APPÉTENCE À JUGER POSITIVEMENT LA SURPRISE
L’appétence à accepter d’être surpris n’est pas la même pour tous. Les jeunes enfants ont en général une appétence pour la surprise nettement plus forte que les adultes qui la redoutent. On peut relever deux types d’explication à cette différence :
– Par la délégation de confiance que l’enfant accorde à ses parents, il n’y a d’autre limite à la surprise que l’épuisement physique. L’adulte, lui sait que les mauvaises surprises peuvent être dommageables (Marcelli, 2000).
– La surprise nécessite un certain nombre d’attentes par rapport à la nouveauté. Les enfants, qui constitueraient des schémas avec des contraintes moins fortes, ressentiraient donc davantage de nouveauté que de surprise. Or, la surprise serait plus menaçante que la nouveauté, d’où la moindre aversion des enfants aux divergences avec le schéma (Charlesworth, 1969). Si en pratique, les enfants aiment à revoir ce qu’ils connaissent, c’est moins par inacceptation de la surprise que par peur de ce qui est inattendu : la surprise, une fois constatée, serait bien acceptée. Mais la surprise n’est pas naturelle, l’individu ayant tendance à d’abord chercher à appliquer des schémas connus « plutôt que d’accepter de faire l’expérience de l’incertitude et de l’ambiguïté, normalement accompagnées d’émotions négatives et déstabilisantes » (Cowen, 2002). Adulte, l’individu n’est pas constant devant la surprise. Plusieurs facteurs impactent sa capacité à juger positivement une situation surprenante :
. l’implication est un facteur modérateur de la satisfaction (Evrard, 1993 ; Oliver, 1997). Néanmoins, la surprise étant de nature à accroître l’implication, elle limiterait les conséquences d’une faible implication. Un effet surprenant (un twist par exemple) impacterait sans doute davantage la satisfaction du spectateur de cinéma qui s’identifie fortement au héros que celle du spectateur qui a du mal à rentrer dans le film.
. l’humeur a tendance à amplifier la satisfaction, et indirectement l’effet de la surprise sur la satisfaction ; l’effet de l’humeur serait plus fort en cas de faible implication (Oliver, 1997). C’est ce qu’on ressent spontanément en indiquant parfois qu’on n’est pas d’humeur à aller au cinéma.
. l’expertise est un facteur important ; l’expert est souvent moins appètent à se laisser aller émotionnellement. Vanhamme (2002.1) indique néanmoins que l’expert ayant un schéma plus rigide, ses surprises sont souvent plus rares, mais plus fortes. On imagine bien cette situation s’adapter aux cinéphiles. On constate d’ailleurs que les spectateurs assidus se disent en moyenne moins satisfaits que les spectateurs occasionnels (83,5% contre 87,4%) .Enfin, le niveau de surprise accepté dépend du contexte d’activation du spectateur.
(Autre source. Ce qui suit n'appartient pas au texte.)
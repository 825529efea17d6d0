use numpy::{Element, PyArray2, PyArrayMethods, PyUntypedArrayMethods};
use octoplane_core::{HasColor, PointCloud};
use pyo3::prelude::*;

#[pyclass(name = "PointCloud")]
#[derive(Debug, Clone)]
pub struct PyPointCloud {
    pub(crate) inner: PointCloud,
}

#[pymethods]
impl PyPointCloud {
    #[new]
    pub fn new() -> Self {
        Self {
            inner: PointCloud::new(),
        }
    }

    /// Create a PointCloud from an Nx3 NumPy array.
    ///
    /// Accepts f32 or f64 arrays; f64 is narrowed to f32. The array must be
    /// C-contiguous (row-major).
    #[staticmethod]
    pub fn from_numpy(array: &Bound<'_, PyAny>) -> PyResult<Self> {
        if let Ok(arr) = array.downcast::<PyArray2<f32>>() {
            return Self::from_rows(arr, |v| v);
        }
        if let Ok(arr) = array.downcast::<PyArray2<f64>>() {
            return Self::from_rows(arr, |v| v as f32);
        }
        Err(pyo3::exceptions::PyTypeError::new_err(
            "expected NumPy array with dtype float32 or float64, shape (N, 3)",
        ))
    }

    pub fn len(&self) -> usize {
        self.inner.len()
    }

    pub fn is_empty(&self) -> bool {
        self.inner.is_empty()
    }

    /// Positions as an Nx3 float32 array.
    pub fn to_numpy<'py>(&self, py: Python<'py>) -> PyResult<Bound<'py, PyArray2<f32>>> {
        let rows: Vec<Vec<f32>> = self.inner.iter_points().map(|p| p.to_vec()).collect();
        if rows.is_empty() {
            return Ok(PyArray2::zeros_bound(py, [0, 3], false));
        }
        Ok(PyArray2::from_vec2_bound(py, &rows)?)
    }

    /// Colors as an Nx3 uint8 array, or `None` for an uncolored cloud.
    pub fn colors_numpy<'py>(&self, py: Python<'py>) -> PyResult<Option<Bound<'py, PyArray2<u8>>>> {
        let Some(points) = self.inner.iter_colored() else {
            return Ok(None);
        };
        let rows: Vec<Vec<u8>> = points.map(|p| p.color().to_vec()).collect();
        if rows.is_empty() {
            return Ok(Some(PyArray2::zeros_bound(py, [0, 3], false)));
        }
        Ok(Some(PyArray2::from_vec2_bound(py, &rows)?))
    }

    pub fn __len__(&self) -> usize {
        self.inner.len()
    }

    pub fn __repr__(&self) -> String {
        format!(
            "PointCloud(n={}, colored={})",
            self.inner.len(),
            self.inner.colors.is_some()
        )
    }
}

impl PyPointCloud {
    fn from_rows<T, F>(array: &Bound<'_, PyArray2<T>>, cast: F) -> PyResult<Self>
    where
        T: Element + Copy,
        F: Fn(T) -> f32,
    {
        // Fortran-order memory would be read with the wrong stride
        if !array.is_c_contiguous() {
            return Err(pyo3::exceptions::PyValueError::new_err(
                "array must be C-contiguous (row-major). \
                 Use numpy.ascontiguousarray(arr) to convert.",
            ));
        }
        let readonly = array.readonly();
        let shape = readonly.shape();
        if shape.len() != 2 || shape[1] != 3 {
            return Err(pyo3::exceptions::PyValueError::new_err(
                "expected shape (N, 3)",
            ));
        }
        let slice = readonly.as_slice().map_err(|_| {
            pyo3::exceptions::PyValueError::new_err("failed to read array as contiguous slice")
        })?;
        let points = slice
            .chunks_exact(3)
            .map(|c| [cast(c[0]), cast(c[1]), cast(c[2])]);
        Ok(Self {
            inner: PointCloud::from_points(points),
        })
    }
}
#![allow(clippy::useless_conversion)]

use pyo3::prelude::*;

mod cloud;
mod octree;

#[pymodule]
fn octoplane_rs(_py: Python<'_>, m: &Bound<'_, PyModule>) -> PyResult<()> {
    m.add_class::<cloud::PyPointCloud>()?;
    m.add_class::<octree::PyDepthOctree>()?;
    Ok(())
}
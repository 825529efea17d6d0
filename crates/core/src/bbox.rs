/// Axis-aligned bounding box over `f32` coordinates.
///
/// An empty box has `min = +inf`, `max = -inf` and contains nothing. Growing
/// it with non-finite points is a no-op.
#[derive(Debug, Clone, PartialEq)]
pub struct Aabb {
    pub min: [f32; 3],
    pub max: [f32; 3],
    empty: bool,
}

impl Aabb {
    pub fn empty() -> Self {
        Self {
            min: [f32::INFINITY; 3],
            max: [f32::NEG_INFINITY; 3],
            empty: true,
        }
    }

    /// Builds a box from its two corners.
    ///
    /// # Panics
    ///
    /// Panics if `min[i] > max[i]` on any axis or a corner is not finite.
    pub fn from_corners(min: [f32; 3], max: [f32; 3]) -> Self {
        assert!(
            min.iter().chain(max.iter()).all(|v| v.is_finite()),
            "box corners must be finite"
        );
        assert!(
            (0..3).all(|axis| min[axis] <= max[axis]),
            "box lower corner must not exceed upper corner"
        );
        Self {
            min,
            max,
            empty: false,
        }
    }

    pub fn is_empty(&self) -> bool {
        self.empty
    }

    pub fn expand_with_point(&mut self, point: [f32; 3]) {
        if !point.iter().all(|v| v.is_finite()) {
            return;
        }

        if self.empty {
            self.min = point;
            self.max = point;
            self.empty = false;
            return;
        }

        for (axis, &val) in point.iter().enumerate() {
            self.min[axis] = self.min[axis].min(val);
            self.max[axis] = self.max[axis].max(val);
        }
    }

    /// Closed containment test: points on a face are inside.
    pub fn contains(&self, point: &[f32; 3]) -> bool {
        if self.empty || !point.iter().all(|v| v.is_finite()) {
            return false;
        }

        (0..3).all(|axis| point[axis] >= self.min[axis] && point[axis] <= self.max[axis])
    }

    /// Per-axis midpoint. Meaningless for an empty box.
    ///
    /// The result always lies within `[min, max]`, including for boxes that
    /// span most of the `f32` range or only a few subnormal steps.
    pub fn center(&self) -> [f32; 3] {
        std::array::from_fn(|axis| {
            let (lo, hi) = (self.min[axis], self.max[axis]);
            let half = (hi - lo) * 0.5;
            let mid = if half.is_finite() {
                lo + half
            } else {
                lo * 0.5 + hi * 0.5
            };
            mid.max(lo).min(hi)
        })
    }

    pub fn extent(&self) -> [f32; 3] {
        if self.empty {
            return [0.0; 3];
        }
        [
            self.max[0] - self.min[0],
            self.max[1] - self.min[1],
            self.max[2] - self.min[2],
        ]
    }

    pub fn volume(&self) -> f32 {
        let [ex, ey, ez] = self.extent();
        ex * ey * ez
    }

    /// Volume shared with `other`; boxes touching on a face overlap by zero.
    pub fn overlap_volume(&self, other: &Aabb) -> f32 {
        if self.empty || other.empty {
            return 0.0;
        }
        (0..3)
            .map(|axis| {
                let lo = self.min[axis].max(other.min[axis]);
                let hi = self.max[axis].min(other.max[axis]);
                (hi - lo).max(0.0)
            })
            .product()
    }

    pub fn from_xyz(x: &[f32], y: &[f32], z: &[f32]) -> Self {
        let n = x.len().min(y.len()).min(z.len());
        let mut aabb = Self::empty();
        for i in 0..n {
            aabb.expand_with_point([x[i], y[i], z[i]]);
        }
        aabb
    }

    pub fn from_points<I>(points: I) -> Self
    where
        I: IntoIterator<Item = [f32; 3]>,
    {
        let mut aabb = Self::empty();
        for p in points {
            aabb.expand_with_point(p);
        }
        aabb
    }
}

impl Default for Aabb {
    fn default() -> Self {
        Self::empty()
    }
}
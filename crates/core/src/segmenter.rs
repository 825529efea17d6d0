use crate::PointCloud;

/// A plane segmentation routine applied to one octree cell at a time.
///
/// `segment` returns indices into `cloud` of the points that lie on the
/// detected plane. An empty result means "no plane found"; implementations
/// must not panic on small or empty input.
///
/// The octree calls this once per non-empty leaf, possibly from several
/// threads when segmenting in parallel, so implementations should not keep
/// state that makes the result depend on the order leaves are visited.
pub trait PlaneSegmenter {
    fn segment(&self, cloud: &PointCloud) -> Vec<usize>;
}

impl<F> PlaneSegmenter for F
where
    F: Fn(&PointCloud) -> Vec<usize>,
{
    fn segment(&self, cloud: &PointCloud) -> Vec<usize> {
        self(cloud)
    }
}
//! Depth-bounded octree for running plane segmentation cell by cell.
//!
//! The workspace is split into three library crates, re-exported here:
//!
//! - [`cloud`]: `PointCloud`, `Aabb` and the `PlaneSegmenter` interface.
//! - [`spatial`]: the octree itself (`SpaceOctree`, `OctreeNode`, `Octant`).
//! - [`segmentation`]: a RANSAC plane segmenter to plug into the octree.
#![forbid(unsafe_code)]

pub use octoplane_core as cloud;
pub use octoplane_segmentation as segmentation;
pub use octoplane_spatial as spatial;

pub use octoplane_core::{PlaneSegmenter, PointCloud};
pub use octoplane_segmentation::{RansacParams, RansacPlaneSegmenter};
pub use octoplane_spatial::{OctreeError, OctreeParams, SpaceOctree};
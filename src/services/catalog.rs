//! Catalog management.

use std::sync::Arc;

use rust_decimal::Decimal;
use tracing::info;
use uuid::Uuid;

use crate::domain::product::Product;
use crate::error::{errmsg, Error, Result};
use crate::storage::ProductStore;

/// Validated fields for creating or replacing a product. The image travels
/// separately because it arrives as a file.
#[derive(Debug, Clone)]
pub struct ProductInput {
    pub name: String,
    pub category: String,
    pub price: Decimal,
    pub stock: i64,
}

impl ProductInput {
    fn validate(&self) -> Result<()> {
        if self.name.trim().is_empty() || self.category.trim().is_empty() {
            return Err(Error::Validation(errmsg::FIELDS_REQUIRED.to_string()));
        }
        if self.price < Decimal::ZERO {
            return Err(Error::Validation(errmsg::NEGATIVE_PRICE.to_string()));
        }
        if self.stock < 0 {
            return Err(Error::Validation(errmsg::NEGATIVE_STOCK.to_string()));
        }
        Ok(())
    }
}

/// Product CRUD over the catalog collection. Mutations are operator-only;
/// the route layer enforces that before calls land here.
pub struct CatalogService {
    products: Arc<dyn ProductStore>,
}

impl CatalogService {
    pub fn new(products: Arc<dyn ProductStore>) -> Self {
        Self { products }
    }

    pub async fn list(&self) -> Result<Vec<Product>> {
        Ok(self.products.list().await?)
    }

    pub async fn get(&self, id: Uuid) -> Result<Product> {
        self.products
            .find_by_id(id)
            .await?
            .ok_or_else(|| Error::NotFound(errmsg::PRODUCT_NOT_FOUND.to_string()))
    }

    pub async fn create(&self, input: ProductInput, image: String) -> Result<Product> {
        input.validate()?;
        if image.is_empty() {
            return Err(Error::Validation(errmsg::FIELDS_REQUIRED.to_string()));
        }

        let product = Product::new(input.name, input.category, input.price, input.stock, image);
        self.products.insert(&product).await?;
        info!(product = %product.id, name = %product.name, "product created");
        Ok(product)
    }

    /// Replace the stored fields. Returns the updated product plus the name
    /// of the displaced image file, if any, so the caller can remove it.
    pub async fn update(
        &self,
        id: Uuid,
        input: ProductInput,
        new_image: Option<String>,
    ) -> Result<(Product, Option<String>)> {
        input.validate()?;

        let existing = self.get(id).await?;
        let displaced = match &new_image {
            Some(image) if *image != existing.image => Some(existing.image.clone()),
            _ => None,
        };

        let product = Product {
            id,
            name: input.name,
            category: input.category,
            price: input.price,
            stock: input.stock,
            image: new_image.unwrap_or(existing.image),
        };
        self.products.update(&product).await?;
        info!(product = %product.id, "product updated");
        Ok((product, displaced))
    }

    /// Remove the product, returning it so the caller can clean up its
    /// image file.
    pub async fn delete(&self, id: Uuid) -> Result<Product> {
        let product = self.products.delete(id).await?;
        info!(product = %product.id, "product deleted");
        Ok(product)
    }
}
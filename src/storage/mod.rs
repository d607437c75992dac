//! Storage implementations.
//!
//! Three collections — users, products, orders — behind trait objects so
//! services stay backend-agnostic. The MongoDB backend is the production
//! store; the in-memory backend serves tests and local demos.

use std::sync::Arc;

use async_trait::async_trait;
use thiserror::Error;
use tracing::info;
use uuid::Uuid;

use crate::config::StorageConfig;
use crate::domain::order::{Order, OrderStatus};
use crate::domain::product::Product;
use crate::domain::user::User;

pub mod memory;
pub mod mongodb;

pub use self::memory::{MemoryOrderStore, MemoryProductStore, MemoryUserStore};
pub use self::mongodb::{MongoOrderStore, MongoProductStore, MongoUserStore};

/// Storage-layer error.
#[derive(Debug, Error)]
pub enum StorageError {
    #[error("{entity} not found: {id}")]
    NotFound { entity: &'static str, id: String },

    #[error("duplicate value for unique field: {field}")]
    Duplicate { field: &'static str },

    #[error("database error: {0}")]
    Database(#[from] ::mongodb::error::Error),

    #[error("invalid id in stored document: {0}")]
    InvalidId(#[from] uuid::Error),
}

pub type Result<T> = std::result::Result<T, StorageError>;

/// User collection.
#[async_trait]
pub trait UserStore: Send + Sync {
    /// Insert a new user. Fails with [`StorageError::Duplicate`] when the
    /// email is already registered.
    async fn insert(&self, user: &User) -> Result<()>;

    async fn find_by_id(&self, id: Uuid) -> Result<Option<User>>;

    async fn find_by_email(&self, email: &str) -> Result<Option<User>>;
}

/// Product collection.
#[async_trait]
pub trait ProductStore: Send + Sync {
    async fn insert(&self, product: &Product) -> Result<()>;

    async fn list(&self) -> Result<Vec<Product>>;

    async fn find_by_id(&self, id: Uuid) -> Result<Option<Product>>;

    /// Fetch several products at once for read-side enrichment.
    async fn find_by_ids(&self, ids: &[Uuid]) -> Result<Vec<Product>>;

    /// Replace the stored product. Fails with NotFound for an unknown id.
    async fn update(&self, product: &Product) -> Result<()>;

    /// Remove and return the product, for image cleanup by the caller.
    async fn delete(&self, id: Uuid) -> Result<Product>;

    /// Adjust stock by `delta`. A negative delta only applies when the
    /// current stock covers it — a single conditional update, so concurrent
    /// checkouts cannot drive stock negative. Returns false when the
    /// condition fails (or the product is gone).
    async fn adjust_stock(&self, id: Uuid, delta: i64) -> Result<bool>;
}

/// Order collection.
#[async_trait]
pub trait OrderStore: Send + Sync {
    async fn insert(&self, order: &Order) -> Result<()>;

    async fn find_by_id(&self, id: Uuid) -> Result<Option<Order>>;

    /// Orders owned by the user, newest first.
    async fn list_by_user(&self, user: Uuid) -> Result<Vec<Order>>;

    /// Every order, newest first.
    async fn list_all(&self) -> Result<Vec<Order>>;

    /// Overwrite the status and return the updated order. Last write wins;
    /// the workflow's transition checks happen above this layer.
    async fn update_status(&self, id: Uuid, status: OrderStatus) -> Result<Order>;
}

/// The three stores behind one handle.
#[derive(Clone)]
pub struct Stores {
    pub users: Arc<dyn UserStore>,
    pub products: Arc<dyn ProductStore>,
    pub orders: Arc<dyn OrderStore>,
}

/// Initialize storage based on configuration.
pub async fn init_storage(config: &StorageConfig) -> Result<Stores> {
    info!(backend = %config.storage_type, "initializing storage");

    match config.storage_type.as_str() {
        "mongodb" => {
            let db = self::mongodb::connect(config).await?;
            Ok(Stores {
                users: Arc::new(MongoUserStore::new(&db).await?),
                products: Arc::new(MongoProductStore::new(&db)),
                orders: Arc::new(MongoOrderStore::new(&db).await?),
            })
        }
        "memory" => Ok(Stores {
            users: Arc::new(MemoryUserStore::new()),
            products: Arc::new(MemoryProductStore::new()),
            orders: Arc::new(MemoryOrderStore::new()),
        }),
        other => Err(StorageError::NotFound {
            entity: "storage backend",
            id: other.to_string(),
        }),
    }
}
Chaque individu a un niveau optimal d’activation (Optimal Stimulation Level ou OSL) qui lui est propre et cherche à s’en rapprocher (Raju, 1980). Sous ce niveau, le spectateur accueillera la surprise favorablement. S’il est déjà fortement sollicité (activé) par la nouveauté ou la complexité, il pourra mal vivre un nouvel effet de surprise. Voici, par exemple, un spectateur que nous avons interrogé qui accepte facilement la surprise contrairement à d’autres qui veulent absolument savoir de quoi parle un film avant de le voir : « Dès que je sais quelque chose, ça m’énerve. Ca va me gâcher la surprise. La surprise, ça fait partie des émotions que je recherche. […] Je me sauve quand il y a une bande-annonce. Je les fuis » (cas n°7). La variable d’aversion à la surprise correspond au contraire à un niveau bas d’OSL qui génère donc fréquemment un dépassement de ce niveau optimal de stimulation. Au cinéma, même une fois le choix du film fait, certains spectateurs souhaitent justement voir les bandes-annonces ou connaître l’histoire afin de mieux contrôler et maitriser l’expérience cinématographique qu’ils vont vivre (cas n°21).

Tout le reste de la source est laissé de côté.